Comment parvenir à confiner tout un pays, quand une grande partie de la population vit dans la misère ? Police et armée ont choisi la force. Revue de presse des journaux sud-africains sur les premiers jours chaotiques du confinement.

Article rédigé par Jacques Deveaux
France Télévisions
Publié Mis à jour
Temps de lecture : 3min
Le 27 mars 2020, l'armée et la police surveillent des habitants d'Alexandra, un township de Johannesburg, venus se ravitailler dans un magasin. (SIPHIWE SIBEKO / X90069)

Les images sont saisissantes. L’armée a été déployée pour contrôler le confinement dans le quartier sensible d'Alexandra à Johannesburg. Mais les réseaux sociaux ont aussi largement publié des images montrant des membres des forces de l'ordre molestant des habitants, à Alexandra et dans d'autres townships du pays, pour faire respecter le confinement.

(Je vis dans une seule pièce avec cinq autres personnes. Comment puis je rester ici toute la journée ? ls n'ont qu'à venir et nous arrêter)

L'armée et la police sont accusées d'abus de pouvoir, et notamment d'humiliation quand elle impose des exercices physiques aux contrevenants arrêtés. La presse évoque de nombreux dérapages. Emploi d'un canon à eau sur des clients faisant la queue devant un magasin, intrusion sans motif dans des domiciles, tirs de balles en caoutchouc de façon disproportionnée.

Un policier tire des balles en caoutchouc pour forcer des habitants à rester chez eux, le 31 mars 2020 dans le township d'Alexandra à Johannesburg. (MICHELE SPATARI / AFP)

Le ministère de la Défense a reconnu et condamné ces usages excessifs de la force à l'égard des habitants.

Abus de pouvoir

Pire, le 29 mars à Gauteng, un homme a été abattu dans son jardin par une patrouille composée d'un policier et d'un agent de sécurité privé. Ces derniers poursuivaient un groupe surpris à consommer de l'alcool durant le confinement. Pour l'heure, seul l'agent de sécurité est emprisonné.

(La police et l'armée vont tuer notre peuple plus vite que le corona virus)

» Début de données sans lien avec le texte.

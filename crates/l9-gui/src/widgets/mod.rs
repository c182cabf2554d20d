//! Custom widgets for Lucky 9

mod light_strip;
mod reel_window;
mod result_display;
mod spin_buttons;

pub use light_strip::*;
pub use reel_window::*;
pub use result_display::*;
pub use spin_buttons::*;
//! Slot machine screen

use std::time::Instant;

use iced::alignment::{Horizontal, Vertical};
use iced::widget::{column, container, text, Row};
use iced::{Alignment, Border, Element, Length, Theme};

use l9_core::{Millis, ReelCount};
use l9_slot::SlotMachine;

use crate::theme::{Palette, Sizes};
use crate::widgets::{reel_window, result_display, spin_buttons, LightStrip};

/// Messages produced by the slot machine screen
#[derive(Debug, Clone, Copy)]
pub enum SlotMessage {
    /// Spin button pressed
    Spin(ReelCount),
    /// Frame tick
    Tick(Instant),
}

/// Create the full slot machine view
///
/// `elapsed_ms` drives the light animation only; reel state comes from the
/// machine.
pub fn slot_machine_view<'a>(machine: &SlotMachine, elapsed_ms: Millis) -> Element<'a, SlotMessage> {
    let animate = machine.is_spinning();

    // Header
    let header = column![
        text("Lucky 9").size(Sizes::TITLE).color(Palette::GOLD),
        text("Test Your Fortune")
            .size(Sizes::SUBTITLE)
            .color(Palette::TEXT_SECONDARY),
    ]
    .spacing(Sizes::SPACING_SMALL)
    .align_x(Alignment::Center);

    // Reels
    let reels = Row::with_children(
        machine
            .reels()
            .iter()
            .map(|reel| reel_window::<SlotMessage>(reel)),
    )
    .spacing(Sizes::SPACING_NORMAL);

    let frame = container(reels)
        .padding(20)
        .style(|_theme: &Theme| container::Style {
            background: Some(Palette::BG_FRAME.into()),
            border: Border {
                color: Palette::GOLD,
                width: 4.0,
                radius: 16.0.into(),
            },
            ..Default::default()
        });

    let display = column![
        LightStrip::new(elapsed_ms).animate(animate),
        frame,
        LightStrip::new(elapsed_ms).animate(animate),
    ]
    .spacing(Sizes::SPACING_NORMAL)
    .align_x(Alignment::Center);

    let mut content = column![header, display, spin_buttons(machine)]
        .spacing(Sizes::SPACING_LARGE)
        .align_x(Alignment::Center);

    // Readout only once idle
    if let Some(readout) = machine.readout() {
        content = content.push(result_display(readout));
    }

    container(content)
        .width(Length::Fill)
        .height(Length::Fill)
        .align_x(Horizontal::Center)
        .align_y(Vertical::Center)
        .style(|_theme: &Theme| container::Style {
            background: Some(Palette::BG_DEEPEST.into()),
            text_color: Some(Palette::TEXT_PRIMARY),
            ..Default::default()
        })
        .into()
}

Des actes qui échauffent une population noire et pauvre. Selon certains politiques, ils rappellent les heures sombres de l'apartheid. Des actes qui, selon le journal Mail & Guardian, "semblent en contradiction avec les propos du président Ramaphosa". Lequel attendait que police et armée agissent avec "le plus de compréhension et de respect possible".

Le calme des campagnes

Une image bien différente vient des campagnes où l'activité se poursuit comme à l'accoutumée. Un résident de Haarlem, dans la province du Cap-Occidental, rapporte au journal Cape Times que les arboriculteurs continuent de cueillir leurs fruits. Des groupes d'ouvriers montent à bord des camions pour rejoindre les vergers. "Il n'y a pas de vérification, pas de police visible. La situation est hors de contrôle", conclut-il. Visiblement, le confinement tarde à se concrétiser ici.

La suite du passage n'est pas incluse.